To test the legal sufficiency of a complaint seeking a broker's commission, "the proper procedural mechanism addressing whether § 20-325a(b) was satisfied would . . . be a motion to strike under Practice Book § 152 [now § 10-39]." (Internal quotation marks omitted.) Fort Trumbull Conservancy, LLC v. Alves, 262 Conn. 480, 524, 815 A.2d 1188 (2003).

"The right of a [real estate agency or] brokerage firm to recover a commission depends upon the terms of its employment contract with the seller. To be enforceable, this employment contract, often called a listing contract, must be in writing and must contain the information enumerated in General Statutes § 20-325a." Revere Real Estate, Inc. v. Cerato, 186 Conn. 74, 77, 438 A.2d 1202 (1982).

See footnote 3.

"General Statutes § 20-325a(a) requires that, in order to bring an action for a broker's commission, the plaintiff must (1) be licensed and (2) have been licensed at the time that services were rendered." CMG Realty Of Conn. v. Colonade One, 36 Conn. App. 653, 662, 653 A.2d 207 (1995). Section 20-325a(b) contains "seven subsections. It is true that subsection c of § 20-325a states that nothing in the statute shall prevent recovery of a commission for any services rendered if the broker has substantially complied with subdivisions (2) to (6) inclusive, of subsection (b) . . . and it would be inequitable to deny such recovery. But this subsection was passed in 1994 and does not address subdivision (1) (contract or authorization commission to be in writing) and subdivision (7) (the contract of authorization must be signed by the person for whom the services are to be rendered). Thus, as to the requirements of subdivisions (1) and (7) of subsection (b) of the statute, the language of pre-1994 cases applies which held that: `It is well established that the requirements of § 20-325a(b) are mandatory rather than permissive and that the statute is to be strictly construed.'" Id. (quoting Ralph v. Nettleton, 50 Conn. App. 640, 647, 718 A.2d 509 (1998)). "Connecticut courts have consistently held that when a listing agreement between a broker and a seller does not fully comply with these statutory requirements, the broker's action for commission is precluded." Boline v. Albert, 23 Conn. App. 688, 690-91, 583 A.2d 945 (1991). If "no listing agreement was in effect when the plaintiff's services were rendered, the plaintiff is statutorily barred from recovering a commission. A broker who does not follow the mandate of the statute does so at his peril." (Internal quotation marks omitted.) New England Investment Properties, Inc. v. Spire Realty Development Corp., 31 Conn. App. 682, 686, 626 A.2d 1316 (1993).
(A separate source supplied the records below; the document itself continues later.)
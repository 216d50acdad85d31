//! Legacy (V1) connection bootstrap.
//!
//! V1 deployments resolve engines through the account REST endpoints instead
//! of the system engine: engine name → engine id → engine endpoint, or the
//! database's default engine when no engine is named.

use reqwest::StatusCode;
use url::Url;

use crate::config::ConnectParams;
use crate::connection::Connection;
use crate::error::{Error, Result};
use crate::http::{HttpClient, RequestSpec, check_response};
use crate::util::parse_url;

const ACCOUNT_BY_NAME_URL: &str = "/iam/v2/accounts:getIdByName";
const ACCOUNT_URL: &str = "/iam/v2/account";
const ENGINE_BY_NAME_URL: &str = "/core/v1/accounts/{account_id}/engines:getIdByName";
const ENGINE_URL: &str = "/core/v1/accounts/{account_id}/engines/{engine_id}";
const ENGINE_BY_DATABASE_URL: &str =
    "/core/v1/accounts/{account_id}/engines:getURLByDatabaseName";

pub(crate) async fn connect_v1(params: ConnectParams) -> Result<Connection> {
    let database = params
        .database
        .clone()
        .ok_or_else(|| Error::Configuration("database name is required to connect".to_owned()))?;
    if params.engine_name.is_some() && params.engine_url.is_some() {
        return Err(Error::Configuration(
            "Both engine_name and engine_url are provided. Provide only one to connect".to_owned(),
        ));
    }

    let api_endpoint = parse_url(&params.api_endpoint)?;
    let http = HttpClient::new(
        params.auth.clone(),
        api_endpoint,
        params.user_agent.user_agent(),
    )?;

    let engine_url = match (&params.engine_name, &params.engine_url) {
        (_, Some(engine_url)) => parse_url(engine_url)?,
        (Some(engine_name), None) => {
            let account_id = account_id(&http, params.account_name.as_deref()).await?;
            engine_url_by_name(&http, &account_id, engine_name).await?
        }
        (None, None) => {
            let account_id = account_id(&http, params.account_name.as_deref()).await?;
            default_engine_url(&http, &account_id, &database).await?
        }
    };

    Ok(Connection::new_v1(http, engine_url, &database, &params))
}

async fn account_id(http: &HttpClient, account_name: Option<&str>) -> Result<String> {
    let (path, field) = match account_name {
        Some(_) => (ACCOUNT_BY_NAME_URL, "account_id"),
        None => (ACCOUNT_URL, "account"),
    };
    let mut url = join(http, path)?;
    if let Some(name) = account_name {
        url.query_pairs_mut().append_pair("account_name", name);
    }
    let response = http.send(&RequestSpec::get(url)).await?;
    if response.status() == StatusCode::NOT_FOUND {
        return Err(Error::AccountNotFound(
            account_name.unwrap_or("<default>").to_owned(),
        ));
    }
    let body = check_response(response).await?.bytes().await?;
    let parsed: serde_json::Value = serde_json::from_slice(&body)
        .map_err(|e| Error::Interface(format!("invalid account response: {e}")))?;
    let id = match account_name {
        Some(_) => parsed.get(field).and_then(|v| v.as_str()).map(str::to_owned),
        None => parsed
            .pointer("/account/id")
            .and_then(|v| v.as_str())
            .map(str::to_owned),
    };
    id.ok_or_else(|| Error::Interface("account response missing id".to_owned()))
}

async fn engine_url_by_name(
    http: &HttpClient,
    account_id: &str,
    engine_name: &str,
) -> Result<Url> {
    let mut url = join(http, &ENGINE_BY_NAME_URL.replace("{account_id}", account_id))?;
    url.query_pairs_mut().append_pair("engine_name", engine_name);
    let response = http.send(&RequestSpec::get(url)).await?;
    if response.status() == StatusCode::NOT_FOUND {
        return Err(Error::EngineNotFound(engine_name.to_owned()));
    }
    let body = check_response(response).await?.bytes().await?;
    let parsed: serde_json::Value = serde_json::from_slice(&body)
        .map_err(|e| Error::Interface(format!("invalid engine response: {e}")))?;
    let engine_id = parsed
        .pointer("/engine_id/engine_id")
        .and_then(|v| v.as_str())
        .ok_or_else(|| Error::EngineNotFound(engine_name.to_owned()))?;

    let url = join(
        http,
        &ENGINE_URL
            .replace("{account_id}", account_id)
            .replace("{engine_id}", engine_id),
    )?;
    let body = check_response(http.send(&RequestSpec::get(url)).await?)
        .await?
        .bytes()
        .await?;
    let parsed: serde_json::Value = serde_json::from_slice(&body)
        .map_err(|e| Error::Interface(format!("invalid engine response: {e}")))?;
    let endpoint = parsed
        .pointer("/engine/endpoint")
        .and_then(|v| v.as_str())
        .ok_or_else(|| Error::EngineNotFound(engine_name.to_owned()))?;
    parse_url(endpoint)
}

async fn default_engine_url(http: &HttpClient, account_id: &str, database: &str) -> Result<Url> {
    let mut url = join(http, &ENGINE_BY_DATABASE_URL.replace("{account_id}", account_id))?;
    url.query_pairs_mut().append_pair("database_name", database);
    let response = http.send(&RequestSpec::get(url)).await?;
    if response.status() == StatusCode::NOT_FOUND {
        return Err(Error::Interface(format!(
            "Database {database} has no default engine"
        )));
    }
    let body = check_response(response).await?.bytes().await?;
    let parsed: serde_json::Value = serde_json::from_slice(&body)
        .map_err(|e| Error::Interface(format!("invalid engine response: {e}")))?;
    let endpoint = parsed
        .get("engine_url")
        .and_then(|v| v.as_str())
        .ok_or_else(|| Error::Interface("engine response missing engine_url".to_owned()))?;
    parse_url(endpoint)
}

fn join(http: &HttpClient, path: &str) -> Result<Url> {
    http.api_endpoint()
        .join(path)
        .map_err(|e| Error::Configuration(format!("invalid V1 endpoint path: {e}")))
}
The partnership maintains that the listing agreement is invalid, and, therefore, unenforceable because in counts one and two of the complaint, Lyman has not alleged that "[it] is a licensed real estate broker," that the agreement was "signed by an owner of the property" and that it includes "the term[s] of the listing agreement," all of which are in violation of §§ 20-325a(a), (b)(4) and (5). To bring an action to recover a commission the complaint must allege not only the elements of a contract but also that it has complied with the statutory requirements of § 20-325a. "The key elements of a breach of contract action are: (1) the formation of an agreement; (2) performance by one party; (3) breach of the agreement by the other party and (4) damages." Ouellette v. Embry Neusner, Superior Court, judicial district of New London, Docket No. 556457 (June 28, 2002, Hurley, J.T.R.) ( 32 Conn. L. Rptr. 418). "This case does not turn on whether there was a valid agreement under ordinary principles of contract law. This case turns on whether a statute, which the legislature had the unquestioned authority to pass has been complied with." Taylor v. Carbee, Superior Court, judicial district of New London, Docket No. 551241 (June 12, 2000, Corradino, J.) ( 27 Conn. L. Rptr. 433). "This statute expressly prohibits the bringing of an action for a real estate commission unless the services were rendered pursuant to a written contract (i.e., a listing agreement)." Currie v. Marano, 13 Conn. App. 527, 530, 537 A.2d 1036, cert. denied, 207 Conn. 809, 541 A.2d 1238 (1988).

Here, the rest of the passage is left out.